Segment Start: Data extract
use core::{fmt, iter::FusedIterator, ptr, slice};

use super::GrowableBuffer;

/// An iterator that moves out of a [`GrowableBuffer`].
///
/// This struct is created by calling the `into_iter` method on [`GrowableBuffer`].
pub struct IntoIter<T> {
    buffer: GrowableBuffer<T>,
    next: usize,
}

impl<T> IntoIter<T> {
    pub(super) fn new(buffer: GrowableBuffer<T>) -> Self {
        Self { buffer, next: 0 }
    }

    /// Returns the elements not yielded yet as a slice.
    pub fn as_slice(&self) -> &[T] {
        &self.buffer.as_slice()[self.next..]
    }
}

impl<T> Iterator for IntoIter<T> {
    type Item = T;

    fn next(&mut self) -> Option<Self::Item> {
        if self.next < self.buffer.len {
            // SAFETY: `next` is below the length and every slot is read at most once.
            let item = unsafe { ptr::read(self.buffer.ptr.as_ptr().add(self.next)) };
            self.next += 1;
            Some(item)
        } else {
            None
        }
    }

    fn size_hint(&self) -> (usize, Option<usize>) {
        let len = self.len();
        (len, Some(len))
    }
}

impl<T> DoubleEndedIterator for IntoIter<T> {
    fn next_back(&mut self) -> Option<Self::Item> {
        if self.next < self.buffer.len {
            // SAFETY: len must be non-zero as next is less than len.
            Some(unsafe { self.buffer.pop_unchecked() })
        } else {
            None
        }
    }
}

impl<T> ExactSizeIterator for IntoIter<T> {
    fn len(&self) -> usize {
        self.buffer.len - self.next
    }
}

impl<T> FusedIterator for IntoIter<T> {}

impl<T> Clone for IntoIter<T>
where
    T: Clone,
{
    fn clone(&self) -> Self {
        Self::new(self.as_slice().iter().cloned().collect())
    }
}

impl<T> fmt::Debug for IntoIter<T>
where
    T: fmt::Debug,
{
    fn fmt(&self, f: &mut fmt::Formatter<'_>) -> fmt::Result {
        f.debug_tuple("IntoIter").field(&self.as_slice()).finish()
    }
}

impl<T> Drop for IntoIter<T> {
    fn drop(&mut self) {
        let remaining = self.len();
        unsafe {
            let tail = slice::from_raw_parts_mut(self.buffer.ptr.as_ptr().add(self.next), remaining);
            // Only the block is left for the buffer's own destructor.
            self.buffer.len = 0;
            ptr::drop_in_place(tail);
        }
    }
}
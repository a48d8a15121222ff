use ufmt::{uDebug, Formatter};
use ufmt_write::uWrite;

use crate::{BinaryHeap, CapacityError, GrowableBuffer, HeapNode};

impl uWrite for GrowableBuffer<u8> {
    type Error = CapacityError;
    fn write_str(&mut self, s: &str) -> Result<(), Self::Error> {
        self.extend_from_slice(s.as_bytes())
    }
}

impl<T> uDebug for GrowableBuffer<T>
where
    T: uDebug,
{
    fn fmt<W>(&self, f: &mut Formatter<'_, W>) -> Result<(), W::Error>
    where
        W: uWrite + ?Sized,
    {
        <[T] as uDebug>::fmt(self.as_slice(), f)
    }
}

impl<P, V> uDebug for HeapNode<P, V>
where
    P: uDebug,
    V: uDebug,
{
    fn fmt<W>(&self, f: &mut Formatter<'_, W>) -> Result<(), W::Error>
    where
        W: uWrite + ?Sized,
    {
        f.debug_struct("HeapNode")?
            .field("priority", &self.priority)?
            .field("value", &self.value)?
            .finish()
    }
}

impl<P, V, C> uDebug for BinaryHeap<P, V, C>
where
    P: uDebug,
    V: uDebug,
{
    fn fmt<W>(&self, f: &mut Formatter<'_, W>) -> Result<(), W::Error>
    where
        W: uWrite + ?Sized,
    {
        <[HeapNode<P, V>] as uDebug>::fmt(self.as_slice(), f)
    }
}
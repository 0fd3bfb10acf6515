//! Indexed view of a packet path for traversal.

use ahash::AHashMap;

use crate::function::FunctionNode;
use crate::path::{CallEdge, PacketPath};

/// Lookup index over a [`PacketPath`]: node by id and outgoing edges by
/// source, in definition order. Built once per simulation, read-only after.
///
/// Cycles are legal here; the simulator's visited set handles them.
pub struct PathGraph<'a> {
    functions: AHashMap<&'a str, &'a FunctionNode>,
    adjacency: AHashMap<&'a str, Vec<&'a CallEdge>>,
}

impl<'a> PathGraph<'a> {
    pub fn new(path: &'a PacketPath) -> Self {
        let mut functions = AHashMap::with_capacity(path.functions.len());
        for function in &path.functions {
            functions.insert(function.id.as_str(), function);
        }

        let mut adjacency: AHashMap<&str, Vec<&CallEdge>> = AHashMap::new();
        for edge in &path.edges {
            adjacency.entry(edge.from.as_str()).or_default().push(edge);
        }

        Self {
            functions,
            adjacency,
        }
    }

    /// The node with the given id, if the path defines one.
    pub fn node(&self, id: &str) -> Option<&'a FunctionNode> {
        self.functions.get(id).copied()
    }

    /// Outgoing edges of a node in the order the path defines them.
    pub fn outgoing(&self, id: &str) -> &[&'a CallEdge] {
        self.adjacency.get(id).map(Vec::as_slice).unwrap_or(&[])
    }

    /// Number of nodes in the index.
    pub fn len(&self) -> usize {
        self.functions.len()
    }

    pub fn is_empty(&self) -> bool {
        self.functions.is_empty()
    }
}
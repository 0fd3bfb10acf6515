//! Black-box tests for the `packetscope` binary.

use assert_cmd::Command;
use predicates::prelude::*;

fn packetscope() -> Command {
    let mut cmd = assert_cmd::cargo::cargo_bin_cmd!("packetscope");
    // Inherited log filters would leak onto stderr and break the assertions
    cmd.env_remove("RUST_LOG");
    cmd
}

fn parse_stdout(cmd: &mut Command) -> serde_json::Value {
    let assert = cmd.assert().success();
    let stdout = String::from_utf8(assert.get_output().stdout.clone()).unwrap();
    serde_json::from_str(&stdout).unwrap()
}

#[test]
fn test_prints_contract_to_stdout() {
    let contract = parse_stdout(&mut packetscope());

    assert_eq!(contract["version"], "2.0.0");
    assert_eq!(contract["kernelVersion"], "5.10.8");
    assert_eq!(contract["paths"].as_array().unwrap().len(), 2);
    assert_eq!(contract["paths"][0]["path"]["id"], "tcp_ipv4_egress");
}

#[test]
fn test_writes_contract_to_file() {
    let dir = tempfile::tempdir().unwrap();
    let path = dir.path().join("contract.json");

    packetscope()
        .arg("-o")
        .arg(&path)
        .assert()
        .success()
        .stdout(predicate::str::is_empty())
        .stderr(predicate::str::contains("Contract written to"));

    let written = std::fs::read_to_string(&path).unwrap();
    let contract: serde_json::Value = serde_json::from_str(&written).unwrap();
    assert_eq!(contract["metadata"]["headerSizes"]["tcp"], 20);
}

#[test]
fn test_compact_output_is_a_single_line() {
    let assert = packetscope().arg("--compact").assert().success();
    let stdout = String::from_utf8(assert.get_output().stdout.clone()).unwrap();

    assert!(!stdout.trim_end().contains('\n'));
    let contract: serde_json::Value = serde_json::from_str(&stdout).unwrap();
    assert_eq!(contract["version"], "2.0.0");
}

#[test]
fn test_no_sim_drops_the_simulations() {
    let contract = parse_stdout(packetscope().arg("--no-sim"));

    for entry in contract["paths"].as_array().unwrap() {
        assert!(entry.get("simulation").is_none());
        assert!(entry.get("path").is_some());
    }
}

#[test]
fn test_buffer_flags_flow_into_the_simulation() {
    let contract = parse_stdout(packetscope().args(["--buffer", "4096", "--payload", "256"]));

    assert_eq!(contract["metadata"]["bufferSize"], 4096);
    assert_eq!(contract["metadata"]["payloadSize"], 256);

    let first_step = &contract["paths"][0]["simulation"][0];
    assert_eq!(first_step["skbuffState"]["data"], 4096 - 256);
    assert_eq!(first_step["skbuffState"]["end"], 4096);
}

#[test]
fn test_help_lists_the_output_flags() {
    packetscope()
        .arg("--help")
        .assert()
        .success()
        .stdout(
            predicate::str::contains("--output")
                .and(predicate::str::contains("--compact"))
                .and(predicate::str::contains("--no-sim"))
                .and(predicate::str::contains("--buffer"))
                .and(predicate::str::contains("--payload")),
        );
}
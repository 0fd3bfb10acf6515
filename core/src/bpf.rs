//! BPF attachment point annotations - XDP, TC, cgroup, and socket hooks.

use serde::{Deserialize, Serialize};

/// Where a BPF program can attach along the packet path.
#[derive(Debug, Clone, Copy, PartialEq, Eq, Serialize, Deserialize)]
#[serde(rename_all = "SCREAMING_SNAKE_CASE")]
pub enum BpfHookType {
    Xdp,
    TcIngress,
    TcEgress,
    CgroupSkb,
    Socket,
}

/// A BPF attachment point at a function, with the verdicts a program can
/// return there.
#[derive(Debug, Clone, PartialEq, Eq, Serialize, Deserialize)]
#[serde(rename_all = "camelCase")]
pub struct BpfHook {
    #[serde(rename = "type")]
    pub hook_type: BpfHookType,
    pub attach_point: String,
    pub description: String,
    pub actions: Vec<String>,
}

impl BpfHook {
    fn new(hook_type: BpfHookType, attach_point: &str, description: &str, actions: &[&str]) -> Self {
        Self {
            hook_type,
            attach_point: attach_point.to_string(),
            description: description.to_string(),
            actions: actions.iter().map(|a| a.to_string()).collect(),
        }
    }

    /// XDP runs in the driver, before sk_buff allocation.
    pub fn xdp() -> Self {
        Self::new(
            BpfHookType::Xdp,
            "NIC driver RX path",
            "eXpress Data Path. Runs before sk_buff allocation for maximum performance. \
             Can drop, pass, or redirect packets.",
            &["XDP_PASS", "XDP_DROP", "XDP_TX", "XDP_REDIRECT", "XDP_ABORTED"],
        )
    }

    /// TC classifier on the ingress qdisc, right after sk_buff setup.
    pub fn tc_ingress() -> Self {
        Self::new(
            BpfHookType::TcIngress,
            "Traffic Control ingress qdisc",
            "Traffic Control classifier. Can filter, modify, or redirect packets on ingress.",
            &["TC_ACT_OK", "TC_ACT_SHOT", "TC_ACT_REDIRECT", "TC_ACT_PIPE"],
        )
    }

    /// TC classifier before the packet enters the egress qdisc.
    pub fn tc_egress() -> Self {
        Self::new(
            BpfHookType::TcEgress,
            "Traffic Control egress qdisc",
            "Traffic Control classifier on egress. Can shape, filter, or redirect outgoing packets.",
            &["TC_ACT_OK", "TC_ACT_SHOT", "TC_ACT_REDIRECT", "TC_ACT_PIPE"],
        )
    }

    /// Cgroup skb hook, used for container networking policies.
    pub fn cgroup_skb(direction: &str) -> Self {
        Self::new(
            BpfHookType::CgroupSkb,
            &format!("Cgroup {direction} path"),
            "Cgroup socket buffer hook. Used for container networking policies and egress filtering.",
            &["ALLOW", "DENY"],
        )
    }

    /// Socket-level filter, before data reaches the application.
    pub fn socket() -> Self {
        Self::new(
            BpfHookType::Socket,
            "Socket layer",
            "Socket-level BPF. Can filter packets before they reach the application.",
            &["ALLOW", "DENY"],
        )
    }
}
Segment End: Data extract
Assignment: What lines above mention "success"? Copy each one.

Result for this task:
    let assert = cmd.assert().success();
        .success()
    let assert = packetscope().arg("--compact").assert().success();
        .success()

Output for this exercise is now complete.